Simple act of kindness
“We have volunteers from CEOs right to laborers,” said Tay, who rises every day at 4:30 a.m. to open the kitchen to rally the volunteers. “We work 365 days a year.”
The Ramon Magsaysay Awards Foundation recognized “his quiet, abiding dedication to a simple act of kindness — sharing food with others — and his inspiring influence in enlarging this simple kindness into a collective, inclusive, vibrant volunteer movement that is nurturing the lives of many in Singapore.”
When he got the first call from the Foundation, Tay said, chuckling, “I thought it was a scam.” He put the phone down but when the second call came, he listened intently as the person on the other end convinced him the award was genuine.

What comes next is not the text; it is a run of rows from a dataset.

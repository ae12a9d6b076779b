//! a module turns a String polynomial like "2x^2 + 3x - 4" into a `Polynomial`
//!
//! Parsing happens in two passes:
//! 1) the whitespace-free text is split by `nom` combinators into a stream of tokens,
//!    each one either a variable term (`-2.5x^3`, `x`, `-x^2`) or a constant term (`4`, `-0.5`)
//! 2) the tokens are reduced into the degree -> coefficient map, summing coefficients of equal degree
//!
//! Any text that is not a term is an error, nothing is skipped silently. Every term after
//! the first must start with its sign, so "x^2.5" or "2x3" are rejected instead of being read
//! as two glued terms.
//!
//!# Example
//! ```
//! use RustedPolyArea::symbolic::polynomial::Polynomial;
//! let p = Polynomial::parse("2x^2 + 3x - x + 4").unwrap();
//! assert_eq!(p.coefficient(2), 2.0);
//! assert_eq!(p.coefficient(1), 2.0);
//! assert_eq!(p.coefficient(0), 4.0);
//! ```
//                  token stream for "-x^3+2.5x-4"
//                |  sign | number | x | ^exp |     token          |
//                |_______|________|___|______|____________________|
//                |   -   |        | x |  3   | Variable(-1, 3)    |
//                |   +   |  2.5   | x |      | Variable(2.5, 1)   |
//                |   -   |  4     |   |      | Constant(-4)       |
use crate::symbolic::poly_error::PolyError;
use crate::symbolic::polynomial::Polynomial;
use log::debug;
use nom::{
    IResult, Parser,
    branch::alt,
    bytes::complete::take_while1,
    character::complete::{char, digit1, one_of},
    combinator::{map, opt, verify},
    sequence::preceded,
};
use std::str::FromStr;

/// the only variable symbol the grammar knows
pub const VARIABLE: char = 'x';

/// term recognised by the tokenizer
#[derive(Debug, Clone, PartialEq)]
pub enum Token {
    /// coefficient * x^degree
    Variable { coefficient: f64, degree: u32 },
    /// constant term, degree 0
    Constant(f64),
}

impl Token {
    pub fn degree(&self) -> u32 {
        match self {
            Token::Variable { degree, .. } => *degree,
            Token::Constant(_) => 0,
        }
    }

    pub fn coefficient(&self) -> f64 {
        match self {
            Token::Variable { coefficient, .. } => *coefficient,
            Token::Constant(value) => *value,
        }
    }
}

/// token with its offset and text in the whitespace-free input
#[derive(Debug, Clone, PartialEq)]
pub struct SpannedToken {
    pub token: Token,
    pub position: usize,
    pub text: String,
}

// pieces of a term as they appear in the text, before numeric conversion
struct RawTerm<'a> {
    sign: Option<char>,
    number: Option<&'a str>,
    exponent: Option<&'a str>,
    has_variable: bool,
}

fn sign(input: &str) -> IResult<&str, Option<char>> {
    opt(one_of("+-")).parse(input)
}

/// "12", "12.", "12.5" or ".5": the whole run of digits and dots, at most one dot
fn number(input: &str) -> IResult<&str, &str> {
    verify(
        take_while1(|c: char| c.is_ascii_digit() || c == '.'),
        |digits: &str| digits != "." && digits.matches('.').count() <= 1,
    )
    .parse(input)
}

fn exponent(input: &str) -> IResult<&str, &str> {
    preceded(char('^'), digit1).parse(input)
}

fn variable_term(input: &str) -> IResult<&str, RawTerm<'_>> {
    map(
        (sign, opt(number), char(VARIABLE), opt(exponent)),
        |(sign, number, _, exponent)| RawTerm {
            sign,
            number,
            exponent,
            has_variable: true,
        },
    )
    .parse(input)
}

fn constant_term(input: &str) -> IResult<&str, RawTerm<'_>> {
    map((sign, number), |(sign, number)| RawTerm {
        sign,
        number: Some(number),
        exponent: None,
        has_variable: false,
    })
    .parse(input)
}

fn raw_term(input: &str) -> IResult<&str, RawTerm<'_>> {
    alt((variable_term, constant_term)).parse(input)
}

fn malformed(fragment: &str, position: usize, reason: &str) -> PolyError {
    PolyError::MalformedTerm {
        fragment: fragment.to_string(),
        position,
        reason: reason.to_string(),
    }
}

// why no term could be read at the start of `rest`
fn unmatched_reason(rest: &str) -> &'static str {
    let mut chars = rest.chars();
    match (chars.next(), chars.next()) {
        (Some('^'), _) => "'^' must follow x and be followed by a non-negative integer exponent",
        (Some('+' | '-'), None) => "sign without a term",
        (Some('+' | '-'), Some('+' | '-')) => "repeated sign",
        _ => "expected a number or 'x'",
    }
}

fn to_token(raw: &RawTerm, text: &str, position: usize) -> Result<Token, PolyError> {
    let negative = raw.sign == Some('-');
    let magnitude = match raw.number {
        Some(digits) => {
            let value = f64::from_str(digits)
                .map_err(|e| malformed(text, position, &format!("bad number: {}", e)))?;
            if !value.is_finite() {
                return Err(malformed(text, position, "coefficient is not finite"));
            }
            value
        }
        // "x", "+x", "-x"
        None => 1.0,
    };
    let coefficient = if negative { -magnitude } else { magnitude };
    if !raw.has_variable {
        return Ok(Token::Constant(coefficient));
    }
    let degree = match raw.exponent {
        Some(digits) => u32::from_str(digits).map_err(|_| {
            malformed(
                text,
                position,
                &format!("exponent does not fit in {} bits", u32::BITS),
            )
        })?,
        None => 1,
    };
    Ok(Token::Variable {
        coefficient,
        degree,
    })
}

/// Splits a polynomial string into terms. Whitespace anywhere in the input is ignored;
/// reported positions refer to the input with whitespace removed.
pub fn tokenize(text: &str) -> Result<Vec<SpannedToken>, PolyError> {
    let compact: String = text.chars().filter(|c| !c.is_whitespace()).collect();
    let mut tokens = Vec::new();
    let mut rest = compact.as_str();
    while !rest.is_empty() {
        let position = compact.len() - rest.len();
        let (remaining, raw) =
            raw_term(rest).map_err(|_| malformed(rest, position, unmatched_reason(rest)))?;
        let consumed = &rest[..rest.len() - remaining.len()];
        // with an optional sign "x^2.5" would read as x^2 + 0.5
        if !tokens.is_empty() && raw.sign.is_none() {
            return Err(malformed(
                consumed,
                position,
                "missing '+' or '-' between terms",
            ));
        }
        let token = to_token(&raw, consumed, position)?;
        tokens.push(SpannedToken {
            token,
            position,
            text: consumed.to_string(),
        });
        rest = remaining;
    }
    debug!("tokens of '{}': {:?}", compact, tokens);
    Ok(tokens)
}

/// sums the tokens degree-wise into a polynomial
pub fn reduce_tokens(tokens: &[SpannedToken]) -> Polynomial {
    Polynomial::from_terms(
        tokens
            .iter()
            .map(|spanned| (spanned.token.degree(), spanned.token.coefficient())),
    )
}

pub fn parse_polynomial(text: &str) -> Result<Polynomial, PolyError> {
    let tokens = tokenize(text)?;
    let polynomial = reduce_tokens(&tokens);
    debug!("parsed '{}' into {:?}", text, polynomial);
    Ok(polynomial)
}

impl Polynomial {
    /// parse a string like "2x^2 + 3x + 4"; empty input gives the zero polynomial
    pub fn parse(text: &str) -> Result<Polynomial, PolyError> {
        parse_polynomial(text)
    }
}

impl FromStr for Polynomial {
    type Err = PolyError;

    fn from_str(s: &str) -> Result<Self, Self::Err> {
        parse_polynomial(s)
    }
}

Having been born poor, Tay had that inner desire to help others, too. He was inspired by his mother’s charity and followed in her footsteps.
His father abandoned the family when he was 5 years old. The first thing their mother did then was to have him and his three sisters baptized as Catholics.
His mother couldn’t keep the family together with her meager income as a maid, so she decided to put him and his older sister in the care of the Canossian Sisters, while their two younger sisters lived with another family.
Power of prayers
In the five years that he spent at the convent, Tay did household chores such as carrying urine and feces to a nearby farm for use as fertilizer, learned to wash, iron and sew clothes and heard Mass daily.
It was there that he began to rely on “providence” and believed that prayers brought food to the table, and even stopped rising flood.
The family eventually got back together, but life was hard. When their mother was out of work, they had to scrounge for food. Tay started working when he was 12, doing odd jobs, like waiting at restaurants and selling vegetables.
Going to school was out of the question for Tay and his sisters because his mother couldn’t even provide for their bus fare.
Somehow, Tay managed to land a good job, pulled himself out of poverty, set up a printing press and met and married his wife, who ran a forwarding business. They have three children.